Apart from a relatively brief interlude encompassed within the Pauline Epistles (and even they have reference to it, indeed) Israel's history of choice and rejection, of love and wrath, occupies Scripture from end to end: It is the burden of all the prophets, and Israel's restoration is their most glorious vision.
Do we give sufficient heed to the ringing words of Isaiah's prophecy (25:7) "And He will destroy in this mountain (Jerusalem) the veil that is cast over all nations", for Isaiah goes on to say:
"He will swallow up death in victory; and the Lord God will wipe away tears from off all faces; and the rebuke of His people shall be taken away from off all the earth: for the Lord hath spoken it".

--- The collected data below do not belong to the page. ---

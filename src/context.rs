//! Data handed to page templates.
//!
//! One [`TemplateContext`] is assembled per build. Every page gets a shallow
//! copy of it with only `album` and `breadcrumbs` swapped in; the shared parts
//! (options, settings, root album) are borrowed, never cloned or mutated.
//!
//! Templates see these top-level keys:
//!
//! | Key | Content |
//! |-----|---------|
//! | `gallery` | Build options, the `[gallery]` pass-through table (keys never collide, see [`BuildOptions::validate`]), and `home` (kept for older themes) |
//! | `settings` | Theme settings from the JSON settings file |
//! | `home` | The root album |
//! | `breadcrumbs` | Ancestors of the current album, root first |
//! | `album` | The album being rendered |

use crate::album::Album;
use crate::config::BuildOptions;
use crate::settings::ThemeSettings;
use serde::Serialize;
use std::collections::BTreeMap;

/// Legacy `gallery` key: options flattened, with the root album as `home`.
#[derive(Debug, Clone, Copy, Serialize)]
pub struct Gallery<'a> {
    #[serde(flatten)]
    pub options: &'a BuildOptions,
    #[serde(flatten)]
    pub extra: &'a BTreeMap<String, serde_json::Value>,
    pub home: &'a Album,
}

#[derive(Debug, Clone, Serialize)]
pub struct TemplateContext<'a> {
    pub gallery: Gallery<'a>,
    pub settings: &'a ThemeSettings,
    pub home: &'a Album,
    pub breadcrumbs: Vec<&'a Album>,
    pub album: Option<&'a Album>,
}

impl<'a> TemplateContext<'a> {
    /// Base context for a build. `album` and `breadcrumbs` are left empty.
    pub fn new(options: &'a BuildOptions, settings: &'a ThemeSettings, home: &'a Album) -> Self {
        Self {
            gallery: Gallery {
                options,
                extra: &options.gallery,
                home,
            },
            settings,
            home,
            breadcrumbs: Vec::new(),
            album: None,
        }
    }

    /// Copy of this context for rendering `album`.
    pub fn for_album(&self, album: &'a Album, breadcrumbs: Vec<&'a Album>) -> Self {
        Self {
            breadcrumbs,
            album: Some(album),
            ..self.clone()
        }
    }
}
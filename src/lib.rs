//! # Gallery Site
//!
//! Renders a photo album tree into a static website. An upstream scanner
//! describes the albums as a JSON manifest; this crate turns that tree plus a
//! theme into HTML pages, shared assets, and optional sitemap/robots files.
//!
//! # Build Pipeline
//!
//! ```text
//! albums.json ─► Album tree ─► TemplateContext ─► one RenderUnit per album
//!                                                        │
//!                   prepare base ─► prepare theme ─► render (rayon) ─► dist/
//!                   sitemap.xml + robots.txt (own thread)       ─────► dist/
//! ```
//!
//! Asset layers are prepared strictly in order before any page is rendered.
//! Pages then render in parallel and every page is attempted even when some
//! fail. SEO files are written independently of rendering.
//!
//! # Module Map
//!
//! | Module | Role |
//! |--------|------|
//! | [`album`] | The album tree: manifest loading, pre-order walks, page file mapping |
//! | [`config`] | `config.toml` loading, validation, and command-line overrides |
//! | [`settings`] | Theme settings JSON exposed to templates as `settings` |
//! | [`context`] | The serializable template context and its per-album specialization |
//! | [`theme`] | Asset provider traits and directory-based tera themes |
//! | [`base`] | Embedded base assets and shared template filters |
//! | [`tasks`] | Enumeration of deferred per-album render units with breadcrumbs |
//! | [`seo`] | sitemap.xml and robots.txt emission |
//! | [`website`] | Orchestration: theme resolution, layer ordering, parallel rendering |
//! | [`output`] | CLI output formatting for builds and album trees |
//!
//! # Themes
//!
//! A theme is a directory with an `album.html` tera template, optional
//! `partials/`, an optional `theme.css`, and an optional `public/` folder.
//! Templates see `gallery` (config plus the `[gallery]` table), `settings`,
//! `home`, `album`, and `breadcrumbs`. See [`theme`] for the layout.

pub mod album;
pub mod base;
pub mod config;
pub mod context;
pub mod output;
pub mod seo;
pub mod settings;
pub mod tasks;
pub mod theme;
pub mod website;

#[cfg(test)]
pub(crate) mod test_helpers;
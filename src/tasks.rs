//! Render task enumeration.
//!
//! Walks the album tree once and produces one deferred [`RenderUnit`] per
//! album. Each unit carries its own specialized [`TemplateContext`], with the
//! breadcrumb trail accumulated on the way down:
//!
//! ```text
//! Home                    breadcrumbs: []
//! ├── Travel              breadcrumbs: [Home]
//! │   ├── Japan           breadcrumbs: [Home, Travel]
//! │   └── Italy           breadcrumbs: [Home, Travel]
//! └── Portraits           breadcrumbs: [Home]
//! ```
//!
//! Units are listed in pre-order (parent before children, children in
//! declared order). The order only makes enumeration reproducible; units may
//! run in any order.

use crate::album::Album;
use crate::context::TemplateContext;
use crate::theme::{PageRenderer, ThemeError};

/// One page waiting to be rendered.
pub struct RenderUnit<'a> {
    theme: &'a dyn PageRenderer,
    /// Album path passed to the renderer.
    pub page: &'a str,
    /// Context with `album` and `breadcrumbs` set for this page.
    pub context: TemplateContext<'a>,
}

impl RenderUnit<'_> {
    /// Render the page. Nothing happens until this is called.
    pub fn run(&self) -> Result<(), ThemeError> {
        self.theme.render(self.page, &self.context)
    }

    /// Depth of the album in the tree (root is 0).
    pub fn depth(&self) -> usize {
        self.context.breadcrumbs.len()
    }
}

/// Build one render unit per album under `album`, in pre-order.
///
/// `breadcrumbs` is the ancestor trail of `album` itself (empty for the root).
pub fn build_tasks<'a>(
    theme: &'a dyn PageRenderer,
    base: &TemplateContext<'a>,
    album: &'a Album,
    breadcrumbs: Vec<&'a Album>,
) -> Vec<RenderUnit<'a>> {
    let mut units = Vec::new();
    let mut stack = vec![(album, breadcrumbs)];

    while let Some((current, trail)) = stack.pop() {
        // Reversed so children come off the stack in declared order
        for child in current.albums.iter().rev() {
            let mut child_trail = trail.clone();
            child_trail.push(current);
            stack.push((child, child_trail));
        }
        units.push(RenderUnit {
            theme,
            page: &current.path,
            context: base.for_album(current, trail),
        });
    }

    units
}
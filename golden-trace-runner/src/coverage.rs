// Copyright (c) The golden-trace Contributors
// SPDX-License-Identifier: MIT OR Apache-2.0

//! Moving coverage data produced by library builds out of the way.
//!
//! Instrumented library builds write their coverage data into the source root under fixed names.
//! The next instrumented build would reuse those names, so after the library scenarios run, the
//! data is moved into the library test directory.

use crate::{config::HarnessConfig, errors::CoverageRelocateError};
use camino::Utf8PathBuf;
use std::io;
use tracing::{debug, warn};

const NOTES_EXTENSION: &str = "gcno";

/// Relocates coverage data when coverage instrumentation is enabled, and does nothing otherwise.
#[derive(Clone, Debug)]
pub struct CoverageRelocator<'cfg> {
    config: &'cfg HarnessConfig,
    enabled: bool,
}

impl<'cfg> CoverageRelocator<'cfg> {
    /// Creates a new relocator.
    pub fn new(config: &'cfg HarnessConfig, enabled: bool) -> Self {
        Self { config, enabled }
    }

    /// Moves each configured coverage artifact from the source root into the library test
    /// directory, returning the destinations of the files that were moved.
    pub fn relocate(&self) -> Result<Vec<Utf8PathBuf>, CoverageRelocateError> {
        if !self.enabled {
            return Ok(Vec::new());
        }

        let source_root = self.config.source_root();
        let dest_dir = source_root.join(&self.config.library().test_dir);
        let mut moved = Vec::new();

        for artifact in &self.config.coverage().artifacts {
            let from = source_root.join(artifact);
            let to = dest_dir.join(artifact);
            match std::fs::rename(&from, &to) {
                Ok(()) => {
                    debug!("moved coverage data {from} to {to}");
                    moved.push(to);
                }
                Err(error) if error.kind() == io::ErrorKind::NotFound => {
                    debug!("coverage data {from} not found, skipping");
                }
                Err(error) if error.kind() == io::ErrorKind::PermissionDenied => {
                    warn!("could not move coverage data {from} to {to}: {error}");
                }
                Err(error) => return Err(CoverageRelocateError::Move { from, to, error }),
            }
        }

        Ok(moved)
    }

    /// Removes coverage notes files from the source root, returning the paths that were removed.
    ///
    /// Used after the library build without the XML backend, whose notes would otherwise be
    /// confused with those of the XML-enabled build.
    pub fn discard_notes(&self) -> Result<Vec<Utf8PathBuf>, CoverageRelocateError> {
        if !self.enabled {
            return Ok(Vec::new());
        }

        let source_root = self.config.source_root();
        let mut removed = Vec::new();

        for artifact in &self.config.coverage().artifacts {
            let path = source_root.join(artifact);
            if path.extension() != Some(NOTES_EXTENSION) {
                continue;
            }

            match std::fs::remove_file(&path) {
                Ok(()) => {
                    debug!("removed coverage notes {path}");
                    removed.push(path);
                }
                Err(error) if error.kind() == io::ErrorKind::NotFound => {
                    debug!("coverage notes {path} not found, skipping");
                }
                Err(error) if error.kind() == io::ErrorKind::PermissionDenied => {
                    warn!("could not remove coverage notes {path}: {error}");
                }
                Err(error) => return Err(CoverageRelocateError::Remove { path, error }),
            }
        }

        Ok(removed)
    }
}

#[cfg(test)]
mod tests {
    use super::*;
    use camino_tempfile::tempdir;
    use camino_tempfile_ext::prelude::*;
    use pretty_assertions::assert_eq;

    #[test]
    fn disabled_does_nothing() {
        let temp_dir = tempdir().unwrap();
        temp_dir.child("lib_test.gcno").write_str("notes").unwrap();

        let config = HarnessConfig::default_config(temp_dir.path());
        let relocator = CoverageRelocator::new(&config, false);
        assert_eq!(relocator.relocate().unwrap(), Vec::<Utf8PathBuf>::new());
        assert_eq!(relocator.discard_notes().unwrap(), Vec::<Utf8PathBuf>::new());
        assert!(temp_dir.path().join("lib_test.gcno").exists());
    }

    #[test]
    fn relocate_moves_artifacts() {
        let temp_dir = tempdir().unwrap();
        temp_dir.child("lib_test.gcno").write_str("notes").unwrap();
        temp_dir.child("lib_test.gcda").write_str("data").unwrap();
        temp_dir
            .child("test/libdrampowertest/lib_test.gcda")
            .write_str("stale")
            .unwrap();

        let config = HarnessConfig::default_config(temp_dir.path());
        let moved = CoverageRelocator::new(&config, true).relocate().unwrap();

        let dest_dir = temp_dir.path().join("test/libdrampowertest");
        assert_eq!(
            moved,
            vec![dest_dir.join("lib_test.gcno"), dest_dir.join("lib_test.gcda")]
        );
        assert!(!temp_dir.path().join("lib_test.gcno").exists());
        assert!(!temp_dir.path().join("lib_test.gcda").exists());
        assert_eq!(
            std::fs::read_to_string(dest_dir.join("lib_test.gcda")).unwrap(),
            "data"
        );
    }

    #[test]
    fn relocate_skips_missing_artifacts() {
        let temp_dir = tempdir().unwrap();
        temp_dir.child("lib_test.gcda").write_str("data").unwrap();
        std::fs::create_dir_all(temp_dir.path().join("test/libdrampowertest")).unwrap();

        let config = HarnessConfig::default_config(temp_dir.path());
        let moved = CoverageRelocator::new(&config, true).relocate().unwrap();
        assert_eq!(
            moved,
            vec![temp_dir.path().join("test/libdrampowertest/lib_test.gcda")]
        );
    }

    #[test]
    fn relocate_onto_file_is_an_error() {
        let temp_dir = tempdir().unwrap();
        temp_dir.child("lib_test.gcno").write_str("notes").unwrap();
        // Make the destination directory a file, so the rename fails for a reason other than a
        // missing source.
        temp_dir.child("test/libdrampowertest").write_str("").unwrap();

        let config = HarnessConfig::default_config(temp_dir.path());
        let error = CoverageRelocator::new(&config, true)
            .relocate()
            .unwrap_err();
        assert!(
            matches!(error, CoverageRelocateError::Move { .. }),
            "unexpected error: {error:?}"
        );
    }

    #[test]
    fn discard_notes_removes_only_notes() {
        let temp_dir = tempdir().unwrap();
        temp_dir.child("lib_test.gcno").write_str("notes").unwrap();
        temp_dir.child("lib_test.gcda").write_str("data").unwrap();

        let config = HarnessConfig::default_config(temp_dir.path());
        let relocator = CoverageRelocator::new(&config, true);
        assert_eq!(
            relocator.discard_notes().unwrap(),
            vec![temp_dir.path().join("lib_test.gcno")]
        );
        assert!(temp_dir.path().join("lib_test.gcda").exists());

        // A second call finds nothing to remove.
        assert_eq!(relocator.discard_notes().unwrap(), Vec::<Utf8PathBuf>::new());
    }
}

And Paul carries that truth over into his Roman Epistle (11:15) "For if the casting away of them (Israel) be the reconciling of the world, WHAT SHALL THE RECEIVING OF THEM BE BUT LIFE FROM AMONG DEAD ONES?" The meaning of all these types in antitype must be that Israel's history is the history of the human soul drawn to scale.
Practically all the Hebrew prophets are full of this story of Israel's falling and rising again; Jeremiah in particular, the man whose heart was extremely sensitive, must appeal most to our own hearts. Against his inclination he was charged with a continual message of destruction to Jerusalem and captivity to the people, a message which the people refused, accusing him of treachery to the king and threatening him with death. Bitter indeed are the reproaches they heap upon him, but the commanding word of the Lord makes him "an iron pillar and a brazen wall". But we see that a day comes when Jehovah Himself comforts Jeremiah, and He does this not by telling him that the judgment shall be averted, not by promising to destroy the attacking army, not by cancelling the threatened captivity, but by showing him a vision of times far off, through the arches of the years, when the curse will be removed and the exiles restored. Study these contrasts in Jehovah's statements: “The city shall be destroyed", He proclaims; yet also, "The city shall be built upon her own heap". "Thy bruise is grievous, and thy wound incurable", He says, yet also, "I will bring it health and cure". Note especially this remarkable contrast: "The harvest is past, the summer is ended, and we are not saved"; yet "Thus saith the Lord, who giveth the sun for a light by day and the ordinances of the moon and stars by night: if these ordinances depart from before Me, saith the Lord, then Israel shall cease being a nation before Me all the days". To Jehovah such a thought is impossible, and He underlines it, “If heaven above can be measured, and the foundations of the earth searched out from beneath, then will I also cast off all the seed of Israel for all they have done" (Jeremiah 31:35-37). Nothing can be more certain than that Israel's future is utterly secure.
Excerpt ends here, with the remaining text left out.